# Nodes

> *Note:* This documentation is based on `Kedro 0.15.2`, if you spot anything that is incorrect then please create an [issue](https://github.com/quantumblacklabs/kedro/issues) or pull request.
>
> In this section we introduce the concept of a node.

Relevant API documentation: [node](/kedro.pipeline.node)

You will first need to import libraries from Kedro and other standard tools to run the code snippets demonstrated below.

```python
from kedro.pipeline import *
from kedro.io import *
from kedro.runner import *

import pickle
import os
```

Nodes are the building blocks of pipelines and represent tasks.

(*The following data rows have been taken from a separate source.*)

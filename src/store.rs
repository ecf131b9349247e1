mod schema;

pub use schema::Database;

use chrono::{DateTime, Utc};
use serde::{Deserialize, Serialize};

/// Reading progress for a chapter.
#[derive(Debug, Clone, Serialize, Deserialize)]
pub struct ProgressRecord {
    /// Chapter ID.
    pub chapter_id: i64,
    /// Library ID.
    pub library_id: i64,
    /// Series ID.
    pub series_id: i64,
    /// Volume ID.
    pub volume_id: i64,
    /// Server page, 0-based.
    pub page_num: i64,
    /// Descoped position locator.
    pub locator: Option<String>,
    /// Last update timestamp.
    pub updated_at: i64,
}

/// Bookmarked inline image.
#[derive(Debug, Clone, Serialize, Deserialize)]
pub struct ImageBookmarkRecord {
    /// Bookmark ID.
    pub id: String,
    /// Series ID.
    pub series_id: i64,
    /// Volume ID.
    pub volume_id: i64,
    /// Chapter ID.
    pub chapter_id: i64,
    /// Server page.
    pub page: i64,
    /// Image ordinal on the page.
    pub inline_element_index: i64,
    /// Descoped locator of the image.
    pub locator: String,
    /// Creation timestamp.
    pub created_at: i64,
}

/// Timestamp helper.
pub fn now_timestamp() -> i64 {
    Utc::now().timestamp()
}

/// Convert timestamp to DateTime.
pub fn timestamp_to_datetime(ts: i64) -> DateTime<Utc> {
    DateTime::from_timestamp(ts, 0).unwrap_or_else(Utc::now)
}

Pipelines are used to combine nodes to build simple machine learning workflows or even build entire end-to-end production workflows.

## Creating a pipeline node

A node is created by specifying a function, input variable names and output variable names. Let's consider a simple function that adds two numbers:

```python
def add(x, y):
    return x + y
```

The add function has two inputs `x` and `y` and a single output. A new node can now be created with this function:

```python
adder_node = node(func=add, inputs=['a', 'b'], outputs='sum')
adder_node
```

`Output`:

```console
Out[1]: Node(add, ['a', 'b'], 'sum', None)
```

You can also add labels to nodes which will be used to describe them in logs:

```python
adder_node = node(func=add, inputs=['a', 'b'], outputs='sum')
print(str(adder_node))

adder_node = node(func=add, inputs=['a', 'b'], outputs='sum', name='adding_a_and_b')
print(str(adder_node))
```

`Output`:

```console
add([a,b]) -> [sum]
adding_a_and_b: add([a,b]) -> [sum]
```

Let's break down the node definition:

* `add` is our function that will execute when running the node
* `['a', 'b']` specify our input variable names, in this case, they are different from `x` and `y`
* `sum` specifies the name of our return variable. The value returned by `add` will be bound in this variable
* `name` is an optional label, which can be used to provide description of the business logic of the node

### Node definition syntax

There is a special syntax for describing function inputs and outputs. This allows different Python functions to be reused in nodes and supports dependency resolution in pipelines.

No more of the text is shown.